JCB opracowało pierwszą na świecie minikoparkę z napędem akumulatorowo-elektrycznym i jest liderem rozwoju technologii elektrycznej, aby sprostać wymaganiom klientów w zakresie produktów o zerowej emisji dwutlenku węgla dzięki gamie E-TECH. Dziś JCB ma największą linię elektryczną dostępną w branży budowlanej, a nowe osiągnięcia firmy w tym sektorze będą prezentowane na targach Conexpo 2023 w Las Vegas (14-18 marca 2023 r.) w ramach International Fluid Power Exposition (IFPE). Właśnie tam pojawi się nowy, wodorowy silnik spalinowy JCB.

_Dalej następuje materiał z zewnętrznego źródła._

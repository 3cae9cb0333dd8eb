//! The enrolled face collection.
//!
//! The whole collection lives as one JSON array under [`FACES_KEY`] and is
//! rewritten on every change.

use faceid_core::{Descriptor, EuclideanMatcher, FaceRecord, MatchResult, Matcher};

use crate::kv::KeyValueStore;
use crate::StoreError;

/// Key holding the serialized collection.
pub const FACES_KEY: &str = "faceid_faces";

/// Storage adapter owning the persisted collection.
pub struct FaceStore<S: KeyValueStore> {
    kv: S,
}

impl<S: KeyValueStore> FaceStore<S> {
    pub fn new(kv: S) -> Self {
        Self { kv }
    }

    /// All records in insertion order. A missing key is an empty collection.
    pub fn faces(&self) -> Result<Vec<FaceRecord>, StoreError> {
        match self.kv.get(FACES_KEY)? {
            Some(raw) => serde_json::from_str(&raw).map_err(StoreError::Corrupt),
            None => Ok(Vec::new()),
        }
    }

    pub fn count(&self) -> Result<usize, StoreError> {
        Ok(self.faces()?.len())
    }

    /// Append a new record and persist the full collection.
    ///
    /// Descriptors holding NaN or infinity are refused: they would serialize as
    /// `null` and leave a collection that no longer parses.
    pub fn save_face(&mut self, label: &str, descriptor: Descriptor) -> Result<FaceRecord, StoreError> {
        if !descriptor.is_finite() {
            tracing::warn!(label, "refusing to store non-finite descriptor");
            return Err(StoreError::InvalidDescriptor);
        }

        let mut faces = self.faces()?;
        let record = FaceRecord::new(label, descriptor);
        faces.push(record.clone());

        let raw = serde_json::to_string(&faces).map_err(StoreError::Serialize)?;
        self.kv.set(FACES_KEY, &raw)?;

        tracing::info!(label, total = faces.len(), "face saved");
        Ok(record)
    }

    /// Drop every record. Returns how many were removed.
    ///
    /// An unreadable collection is still removed and counts as zero records.
    pub fn clear(&mut self) -> Result<usize, StoreError> {
        let removed = self.count().unwrap_or_else(|err| {
            tracing::warn!(error = %err, "clearing unreadable face collection");
            0
        });
        self.kv.remove(FACES_KEY)?;
        tracing::info!(removed, "face collection cleared");
        Ok(removed)
    }

    /// Match a probe descriptor against the stored collection.
    pub fn match_face(&self, probe: &Descriptor, threshold: f32) -> Result<MatchResult, StoreError> {
        let faces = self.faces()?;
        Ok(EuclideanMatcher.compare(probe, &faces, threshold))
    }

    pub fn into_inner(self) -> S {
        self.kv
    }
}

A co z tankowaniem tego paliwa?

Aby wspierać sprzęt wodorowy, JCB opracowało mobilną jednostkę tankowania wodoru, która umożliwia łatwy jego transport. Klienci JCB często dostarczają paliwo do maszyn, a nie maszyny do paliwa – oznacza to, że potrzebne jest mobilne rozwiązanie do tankowania. JCB opracowało taki zestaw, który umożliwi tankowanie w podobny sposób jak obecnie.

Ekologiczne podsumowanie

Zaangażowanie JCB w redukcję emisji sięga prawie 25 lat wstecz, a najnowsze silniki wysokoprężne tej marki zapewniły już 97% redukcję emisji NOx od 1999 roku i 98% redukcję cząstek stałych. Zdaniem producenta, obecnie produkowane maszyny JCB napędzane olejem napędowym emitują o 50% mniej CO2 w porównaniu z maszynami wyprodukowanymi w 2010 roku.